Other aspects and advantages of the disclosure will become apparent from the following detailed description, taken in conjunction with the accompanying drawings, illustrating by way of example the principles of the disclosure.

BRIEF DESCRIPTION OF THE DRAWINGS

The disclosure may be better understood by reference to the following description taken in conjunction with the accompanying drawings in which:

FIG. 1 illustrates an embodiment of a system for interaction with an augmented reality environment via an AR head-mounted display (HMD), in accordance with an implementation of the disclosure.

FIG. 2 illustrates an embodiment of an AR user in a real-world space and an illustration of an acoustics profile of the real-world space which includes reflective sound and absorbed sound associated with real-world objects, in accordance with an implementation of the disclosure.

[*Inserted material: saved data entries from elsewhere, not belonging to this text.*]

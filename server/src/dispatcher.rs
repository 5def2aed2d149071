//! Bounded, cooperatively scheduled worker pool with delayed submission.
//!
//! The dispatcher is memory-only: every durable fact lives in the database,
//! and a restart recovers by rescanning non-terminal contents. Workers take
//! one job at a time and run it to completion; a job that suspends on I/O
//! ties up its worker, so the pool is sized generously.

use std::collections::{BinaryHeap, VecDeque};
use std::sync::atomic::{AtomicBool, AtomicUsize, Ordering};
use std::sync::{Arc, Mutex, OnceLock};
use std::time::Duration;

use tokio::sync::Notify;
use tokio::time::Instant;
use tracing::{debug, error, info, warn};

use crate::jobs::{Job, JobContext};

struct ScheduledJob {
    due: Instant,
    job: Job,
}

impl PartialEq for ScheduledJob {
    fn eq(&self, other: &Self) -> bool {
        self.due == other.due
    }
}

impl Eq for ScheduledJob {}

impl PartialOrd for ScheduledJob {
    fn partial_cmp(&self, other: &Self) -> Option<std::cmp::Ordering> {
        Some(self.cmp(other))
    }
}

impl Ord for ScheduledJob {
    // Reversed so the binary heap pops the earliest due time first.
    fn cmp(&self, other: &Self) -> std::cmp::Ordering {
        other.due.cmp(&self.due)
    }
}

struct Inner {
    ready: Mutex<VecDeque<Job>>,
    delayed: Mutex<BinaryHeap<ScheduledJob>>,
    notify: Notify,
    workers: AtomicUsize,
    in_flight: AtomicUsize,
    accepting: AtomicBool,
    promoter_started: AtomicBool,
    max_workers: usize,
    ctx: OnceLock<Arc<JobContext>>,
}

impl Inner {
    fn queue_len(&self) -> usize {
        self.ready.lock().unwrap().len() + self.delayed.lock().unwrap().len()
    }
}

/// Cheap clonable handle onto the shared pool.
#[derive(Clone)]
pub struct Dispatcher {
    inner: Arc<Inner>,
}

impl Dispatcher {
    pub fn new(max_workers: usize) -> Self {
        Self {
            inner: Arc::new(Inner {
                ready: Mutex::new(VecDeque::new()),
                delayed: Mutex::new(BinaryHeap::new()),
                notify: Notify::new(),
                workers: AtomicUsize::new(0),
                in_flight: AtomicUsize::new(0),
                accepting: AtomicBool::new(true),
                promoter_started: AtomicBool::new(false),
                max_workers,
                ctx: OnceLock::new(),
            }),
        }
    }

    /// Attach the shared job context. Must happen before `start`.
    pub fn bind(&self, ctx: Arc<JobContext>) {
        let _ = self.inner.ctx.set(ctx);
    }

    /// Enqueue without waking any additional workers.
    pub fn add_job(&self, job: Job) {
        if !self.inner.accepting.load(Ordering::SeqCst) {
            warn!(job = %job.kind(), "dispatcher is shutting down, job refused");
            return;
        }
        self.inner.ready.lock().unwrap().push_back(job);
        self.inner.notify.notify_one();
    }

    /// Enqueue and make sure at least `n` workers are consuming.
    pub fn add_job_and_dispatch(&self, job: Job, n: usize) {
        self.add_job(job);
        self.start(n);
    }

    /// Hold a job until `delay` has passed, then promote it to the ready
    /// queue. Used for retry backoff.
    pub fn schedule(&self, job: Job, delay: Duration) {
        if !self.inner.accepting.load(Ordering::SeqCst) {
            warn!(job = %job.kind(), "dispatcher is shutting down, delayed job refused");
            return;
        }
        self.inner.delayed.lock().unwrap().push(ScheduledJob {
            due: Instant::now() + delay,
            job,
        });
        self.ensure_promoter();
    }

    /// Ensure at least `n` workers are running, capped at the configured
    /// maximum. Calling with `n` at or below the running fleet is a no-op.
    pub fn start(&self, n: usize) {
        self.ensure_promoter();
        let target = n.min(self.inner.max_workers);
        loop {
            let running = self.inner.workers.load(Ordering::SeqCst);
            if running >= target {
                break;
            }
            if self
                .inner
                .workers
                .compare_exchange(running, running + 1, Ordering::SeqCst, Ordering::SeqCst)
                .is_ok()
            {
                let inner = Arc::clone(&self.inner);
                tokio::spawn(worker_loop(inner, running));
            }
        }
    }

    pub fn queue_len(&self) -> usize {
        self.inner.queue_len()
    }

    pub fn running_workers(&self) -> usize {
        self.inner.workers.load(Ordering::SeqCst)
    }

    /// Refuse new submissions and wait for the backlog to drain, up to
    /// `grace`. Jobs still pending afterwards are abandoned; the startup
    /// recovery scan picks their contents up again.
    pub async fn shutdown(&self, grace: Duration) -> bool {
        info!("dispatcher shutting down, draining up to {:?}", grace);
        self.inner.accepting.store(false, Ordering::SeqCst);
        self.inner.notify.notify_waiters();

        let deadline = Instant::now() + grace;
        while Instant::now() < deadline {
            if self.inner.queue_len() == 0 && self.inner.in_flight.load(Ordering::SeqCst) == 0 {
                info!("dispatcher drained cleanly");
                return true;
            }
            tokio::time::sleep(Duration::from_millis(100)).await;
        }

        warn!(
            abandoned = self.inner.queue_len(),
            in_flight = self.inner.in_flight.load(Ordering::SeqCst),
            "dispatcher grace period expired, abandoning remaining jobs"
        );
        false
    }

    fn ensure_promoter(&self) {
        if self.inner.promoter_started.swap(true, Ordering::SeqCst) {
            return;
        }
        tokio::spawn(promoter_loop(Arc::clone(&self.inner)));
    }
}

/// Moves delayed jobs whose due time has passed onto the ready queue.
async fn promoter_loop(inner: Arc<Inner>) {
    loop {
        tokio::time::sleep(Duration::from_millis(250)).await;

        let now = Instant::now();
        let mut promoted = Vec::new();
        {
            let mut delayed = inner.delayed.lock().unwrap();
            while delayed.peek().map(|s| s.due <= now).unwrap_or(false) {
                promoted.push(delayed.pop().unwrap().job);
            }
        }

        if !promoted.is_empty() {
            debug!(count = promoted.len(), "promoting delayed jobs");
            let mut ready = inner.ready.lock().unwrap();
            for job in promoted {
                ready.push_back(job);
                inner.notify.notify_one();
            }
        }

        if !inner.accepting.load(Ordering::SeqCst) && inner.queue_len() == 0 {
            break;
        }
    }
}

async fn worker_loop(inner: Arc<Inner>, worker_id: usize) {
    let ctx = loop {
        if let Some(ctx) = inner.ctx.get() {
            break Arc::clone(ctx);
        }
        tokio::time::sleep(Duration::from_millis(50)).await;
    };
    debug!(worker_id, "dispatch worker started");

    loop {
        let job = inner.ready.lock().unwrap().pop_front();
        match job {
            Some(job) => {
                inner.in_flight.fetch_add(1, Ordering::SeqCst);
                let kind = job.kind();
                let content_id = job.content_id();
                if let Err(e) = job.run(&ctx).await {
                    warn!(worker_id, job = %kind, content_id, error = %e, "job failed");
                    if let Some(content_id) = content_id {
                        let pool = ctx.pool.clone();
                        let message = e.to_string();
                        let recorded = tokio::task::spawn_blocking(move || {
                            crate::db::record_content_message(&pool, content_id, &message)
                        })
                        .await;
                        if let Ok(Err(e)) = recorded {
                            error!(content_id, error = %e, "failed to record job error");
                        }
                    }
                }
                inner.in_flight.fetch_sub(1, Ordering::SeqCst);
            }
            None => {
                if !inner.accepting.load(Ordering::SeqCst) {
                    break;
                }
                tokio::select! {
                    _ = inner.notify.notified() => {}
                    _ = tokio::time::sleep(Duration::from_millis(500)) => {}
                }
            }
        }
    }

    inner.workers.fetch_sub(1, Ordering::SeqCst);
    debug!(worker_id, "dispatch worker stopped");
}
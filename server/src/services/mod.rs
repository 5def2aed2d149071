//! Long-lived service handles constructed at startup and threaded through
//! the HTTP surface and the pipeline.

pub mod deal_monitor;
pub mod miner_assignment;
pub mod stats;

pub use deal_monitor::DealStatusMonitor;
pub use miner_assignment::MinerAssignmentService;
pub use stats::StatsService;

FIG. 3 illustrates an embodiment of a system that is configured to process sound output of virtual objects and to augment the sound output based on an acoustics profile of a real-world space, in accordance with an implementation of the disclosure.

FIG. 4 illustrates an embodiment of a system for augmenting sound output of virtual objects in an AR scene using an acoustics profile model, in accordance with an implementation of the disclosure.

FIG. 5 illustrates an embodiment of an acoustics properties table illustrating an example list of materials and its corresponding sound absorption coefficient, in accordance with an implementation of the disclosure.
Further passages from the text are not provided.